Steven Lee Adams, “Hoar Frost,” oil on canvas, 14 x 18 in. (c) Mockingbird Gallery 2015

 
Adams paints from the heart and endeavors to capture what he feels to be true, and his landscape paintings are timeless, with a radiant luminance that keeps collectors wanting more. “Knowing what is true because we ‘feel it’ is the axiom of great art, and it is our job to quiet the mind so as to allow access to the infinite,” the artist writes. “As a fine artist, I believe it is my calling to create something more than a pretty picture for a wall, I am looking for the things that connect us with our true home.”
 


Steven Lee Adams, “Passing Storm,” oil on canvas, 24 x 48 in. (c) Mockingbird Gallery 2015

 
A great example from the exhibition is “Pasture at Last Light,” which has a gorgeous full-spectrum palette.

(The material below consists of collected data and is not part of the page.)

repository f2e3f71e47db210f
use axum::{
    Router,
    body::Body,
    http::Request,
    routing::{get, post},
};
use tower_http::trace::TraceLayer;
use uuid::Uuid;

use crate::handlers::{AppState, auth, feedback, user};

/// Build the application router
pub fn app(state: AppState) -> Router {
    Router::new()
        .route("/", get(auth::home))
        .route("/register", get(auth::register_form).post(auth::register))
        .route("/login", get(auth::login_form).post(auth::login))
        .route("/logout", get(auth::logout))
        .route("/users/{username}", get(user::show_user))
        .route("/users/{username}/delete", post(user::delete_user))
        .route(
            "/users/{username}/feedback/add",
            get(feedback::add_feedback_form).post(feedback::add_feedback),
        )
        .route("/feedback", get(feedback::list_feedback))
        .route(
            "/feedback/{id}/update",
            get(feedback::edit_feedback_form).post(feedback::update_feedback),
        )
        .route("/feedback/{id}/delete", post(feedback::delete_feedback))
        .layer(
            TraceLayer::new_for_http().make_span_with(|request: &Request<Body>| {
                tracing::info_span!(
                    "request",
                    method = %request.method(),
                    uri = %request.uri(),
                    request_id = %Uuid::new_v4()
                )
            }),
        )
        .with_state(state)
}
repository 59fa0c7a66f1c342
use diesel::prelude::*;

use crate::infra::db::postgres::schema::horarios;

#[derive(Debug, Clone, PartialEq, Identifiable, Selectable, Queryable)]
#[diesel(table_name = horarios)]
pub struct ScheduleEntity {
    pub id: i32,
    pub nombre_clase: String,
    pub tiempo: String,
    pub encargado: String,
}

#[derive(Debug, Clone, PartialEq, Insertable)]
#[diesel(table_name = horarios)]
pub struct InsertScheduleEntity {
    pub nombre_clase: String,
    pub tiempo: String,
    pub encargado: String,
}

#[derive(Debug, Clone, PartialEq, AsChangeset)]
#[diesel(table_name = horarios)]
pub struct UpdateScheduleEntity {
    pub nombre_clase: String,
    pub tiempo: String,
    pub encargado: String,
}
use axum::{http::StatusCode, response::IntoResponse};
use tracing::info;

use super::error_responses::AppError;

pub async fn not_found() -> impl IntoResponse {
    info!("backend router: not_found handler invoked");
    AppError::NotFound("Ruta no encontrada")
}

pub async fn method_not_allowed() -> impl IntoResponse {
    AppError::MethodNotAllowed("Método no permitido")
}

pub async fn health_check() -> impl IntoResponse {
    (StatusCode::OK, "OK").into_response()
}
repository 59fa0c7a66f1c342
pub mod default_routers;
pub mod error_responses;
pub mod http_serve;
pub mod routers;
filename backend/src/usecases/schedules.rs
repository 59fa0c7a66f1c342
use anyhow::Result;
use crates::domain::{
    repositories::schedules::ScheduleRepository,
    value_objects::schedules::{ScheduleFieldsModel, ScheduleModel},
};
use std::sync::Arc;
use tracing::debug;

pub struct ScheduleUseCase<T>
where
    T: ScheduleRepository + Send + Sync + 'static,
{
    schedule_repository: Arc<T>,
}

impl<T> ScheduleUseCase<T>
where
    T: ScheduleRepository + Send + Sync + 'static,
{
    pub fn new(schedule_repository: Arc<T>) -> Self {
        Self {
            schedule_repository,
        }
    }

    pub async fn list(&self) -> Result<Vec<ScheduleModel>> {
        let schedules = self.schedule_repository.list().await?;
        debug!(count = schedules.len(), "schedules: listed");

        Ok(schedules.into_iter().map(ScheduleModel::from).collect())
    }

    pub async fn find_by_id(&self, schedule_id: i32) -> Result<Option<ScheduleModel>> {
        let schedule = self.schedule_repository.find_by_id(schedule_id).await?;

        Ok(schedule.map(ScheduleModel::from))
    }

    pub async fn create(&self, fields: ScheduleFieldsModel) -> Result<ScheduleModel> {
        let schedule = self
            .schedule_repository
            .create(fields.to_insert_entity())
            .await?;
        debug!(schedule_id = schedule.id, "schedules: created");

        Ok(schedule.into())
    }

    pub async fn update(
        &self,
        schedule_id: i32,
        fields: ScheduleFieldsModel,
    ) -> Result<Option<ScheduleModel>> {
        let schedule = self
            .schedule_repository
            .update(schedule_id, fields.to_update_entity())
            .await?;

        Ok(schedule.map(ScheduleModel::from))
    }

    /// `false` when no schedule had `schedule_id`.
    pub async fn delete(&self, schedule_id: i32) -> Result<bool> {
        let removed = self.schedule_repository.delete(schedule_id).await?;
        debug!(schedule_id, removed = removed.is_some(), "schedules: delete executed");

        Ok(removed.is_some())
    }
}
use anyhow::Result;
use crates::domain::{
    repositories::pricing_plans::PricingPlanRepository,
    value_objects::pricing_plans::{PricingPlanFieldsModel, PricingPlanModel},
};
use std::sync::Arc;
use tracing::debug;

/// Pricing plans only support list, create and update.
pub struct PricingPlanUseCase<T>
where
    T: PricingPlanRepository + Send + Sync + 'static,
{
    pricing_plan_repository: Arc<T>,
}

impl<T> PricingPlanUseCase<T>
where
    T: PricingPlanRepository + Send + Sync + 'static,
{
    pub fn new(pricing_plan_repository: Arc<T>) -> Self {
        Self {
            pricing_plan_repository,
        }
    }

    pub async fn list(&self) -> Result<Vec<PricingPlanModel>> {
        let plans = self.pricing_plan_repository.list().await?;
        debug!(count = plans.len(), "pricing: listed");

        Ok(plans.into_iter().map(PricingPlanModel::from).collect())
    }

    pub async fn create(&self, fields: PricingPlanFieldsModel) -> Result<PricingPlanModel> {
        let plan = self
            .pricing_plan_repository
            .create(fields.to_insert_entity())
            .await?;
        debug!(plan_id = plan.id, "pricing: created");

        Ok(plan.into())
    }

    pub async fn update(
        &self,
        plan_id: i32,
        fields: PricingPlanFieldsModel,
    ) -> Result<Option<PricingPlanModel>> {
        Ok(self
            .pricing_plan_repository
            .update(plan_id, fields.to_update_entity())
            .await?
            .map(PricingPlanModel::from))
    }
}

Standing within a purple shadow is a lone cow, perhaps the last of the herd to return to its barn. In the distance, the viewer finds a sun-bathed grove of trees along a fence line, their colors graduating from yellow, to orange, to red, and finally to a pair of evergreens toward the right edge. A beautiful stillness emanates from the picture.
 


Steven Lee Adams, “Solitude,” oil on canvas, 18 x 24 in. (c) Mockingbird Gallery 2015

 
Another captivating example is “Hoar Frost,” which displays the range of colors one can achieve even at the height of winter. A magnetic focal point rests at center and in the distance: a brightly highlighted tree basking in light, reflecting the morning’s frost. A tree imaged with much darker hues — namely, purples, grays, and a hint of deep blue — occupies the middle ground. Dancing back to the right side of the canvas and into the foreground is a similar tree. Within this work, the viewer is taken on a brief journey through the scene.  
 
“An Exhibition of New Works: Steven Lee Adams” opened on September 4 and will be on view through September 30.
 
To learn more, visit Mockingbird Gallery.
 
This article was featured in Fine Art Today, a weekly e-newsletter from Fine Art Connoisseur magazine. To start receiving Fine Art Today for free, click here.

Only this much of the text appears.